And this year? Certainly, the same argument about stocks’ “scary” heights that applied in 1987 applies today. But investors also know that many things about the U.S. economy, the global economy and the inflation outlook are vastly more encouraging for the stock market today than in 1987: The Cold War is over, U.S. businesses are extremely competitive, global trade is disinflationary, and aging baby boomers believe they need stocks for the long haul.

What supports the bull market today are “all of those [positive] things you’ve heard about a million times,” says Yale Hirsch, publisher of Stock Trader’s Almanac in Old Tappan, N.J., and a market historian.

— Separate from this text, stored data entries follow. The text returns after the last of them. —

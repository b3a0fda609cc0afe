use thiserror::Error;

#[derive(Error, Debug)]
pub enum TripError {
    #[error("Zip operation failed: {0}")]
    ZipError(#[from] zip::result::ZipError),

    #[error("HTTP request failed: {0}")]
    ApiError(#[from] reqwest::Error),

    #[error("CSV processing error: {0}")]
    CsvError(#[from] csv::Error),

    #[error("IO error: {0}")]
    IoError(#[from] std::io::Error),

    #[error("Serialization error: {0}")]
    SerializationError(#[from] serde_json::Error),

    #[error("Invalid pattern: {0}")]
    PatternError(#[from] regex::Error),

    #[error("Configuration error: {message}")]
    ConfigError { message: String },

    #[error("Configuration validation failed for '{field}': {message}")]
    ConfigValidationError { field: String, message: String },

    #[error("Invalid value '{value}' for '{field}': {reason}")]
    InvalidConfigValueError {
        field: String,
        value: String,
        reason: String,
    },

    #[error("Missing required configuration: {field}")]
    MissingConfigError { field: String },

    #[error("NER service error (status {status}): {message}")]
    NerError { status: u16, message: String },

    #[error("Data processing error: {message}")]
    ProcessingError { message: String },
}

#[derive(Debug, Clone, Copy, PartialEq, Eq)]
pub enum ErrorCategory {
    Network,
    Storage,
    Configuration,
    Data,
}

#[derive(Debug, Clone, Copy, PartialEq, Eq, PartialOrd, Ord)]
pub enum ErrorSeverity {
    Low,
    Medium,
    High,
    Critical,
}

impl ErrorSeverity {
    /// 依嚴重程度決定 CLI 退出碼
    pub fn exit_code(&self) -> i32 {
        match self {
            ErrorSeverity::Low => 0,      // 警告，但成功
            ErrorSeverity::Medium => 2,   // 可重試
            ErrorSeverity::High => 1,     // 處理錯誤
            ErrorSeverity::Critical => 3, // 系統錯誤
        }
    }
}

impl TripError {
    pub fn category(&self) -> ErrorCategory {
        match self {
            TripError::ApiError(_) | TripError::NerError { .. } => ErrorCategory::Network,
            TripError::IoError(_) | TripError::ZipError(_) => ErrorCategory::Storage,
            TripError::ConfigError { .. }
            | TripError::ConfigValidationError { .. }
            | TripError::InvalidConfigValueError { .. }
            | TripError::MissingConfigError { .. }
            | TripError::PatternError(_) => ErrorCategory::Configuration,
            TripError::CsvError(_)
            | TripError::SerializationError(_)
            | TripError::ProcessingError { .. } => ErrorCategory::Data,
        }
    }

    pub fn severity(&self) -> ErrorSeverity {
        match self {
            // 遠端模型服務可能只是暫時無法使用
            TripError::ApiError(_) => ErrorSeverity::Medium,
            TripError::NerError { status, .. } if *status >= 500 || *status == 429 => {
                ErrorSeverity::Medium
            }
            TripError::NerError { .. } => ErrorSeverity::High,
            TripError::IoError(_) | TripError::ZipError(_) => ErrorSeverity::Critical,
            _ => ErrorSeverity::High,
        }
    }

    pub fn recovery_suggestion(&self) -> &'static str {
        match self {
            TripError::ApiError(_) => {
                "Check network connectivity and that the NER endpoint is reachable"
            }
            TripError::NerError { status, .. } if *status == 401 || *status == 403 => {
                "Check the NER API token (see --ner-token-env)"
            }
            TripError::NerError { .. } => {
                "The NER model may still be loading; retry later or use --strategy rules"
            }
            TripError::IoError(_) | TripError::ZipError(_) => {
                "Check that the output directory exists and is writable"
            }
            TripError::CsvError(_) | TripError::SerializationError(_) => {
                "Inspect the input sentences for unexpected characters"
            }
            TripError::PatternError(_) => {
                "Remove regex-breaking entries from the configured lexicon"
            }
            TripError::ConfigError { .. }
            | TripError::ConfigValidationError { .. }
            | TripError::InvalidConfigValueError { .. }
            | TripError::MissingConfigError { .. } => {
                "Fix the configuration value and run again (see --help)"
            }
            TripError::ProcessingError { .. } => "Run with --verbose to see the failing sentence",
        }
    }

    pub fn user_friendly_message(&self) -> String {
        match self {
            TripError::MissingConfigError { field } => {
                format!("Required setting '{}' is missing", field)
            }
            TripError::InvalidConfigValueError { field, reason, .. } => {
                format!("Setting '{}' is invalid: {}", field, reason)
            }
            TripError::NerError { status, .. } => {
                format!("The NER service rejected the request (HTTP {})", status)
            }
            TripError::ApiError(_) => "Could not reach the NER service".to_string(),
            TripError::IoError(e) => format!("File operation failed: {}", e),
            other => other.to_string(),
        }
    }
}

pub type Result<T> = std::result::Result<T, TripError>;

But just because they’re well-known doesn’t make those factors less important, he notes.

Nonetheless, last Friday’s 156.78-point Dow plunge showed that stock prices still are determined in part by the level of interest rates. With long-term bond yields rising sharply last week after declining to 18-month lows in recent weeks, that is unquestionably the most vexing issue for investors today.

Eric Miller, investment strategist at Donaldson, Lufkin & Jenrette Securities in San Francisco, concedes that stocks are vulnerable to higher interest rates. Even so, he says, “I have trouble seeing a major pitfall” ahead for the bull market, unless bond yields were to rise dramatically or corporate profits were to crumble, or both.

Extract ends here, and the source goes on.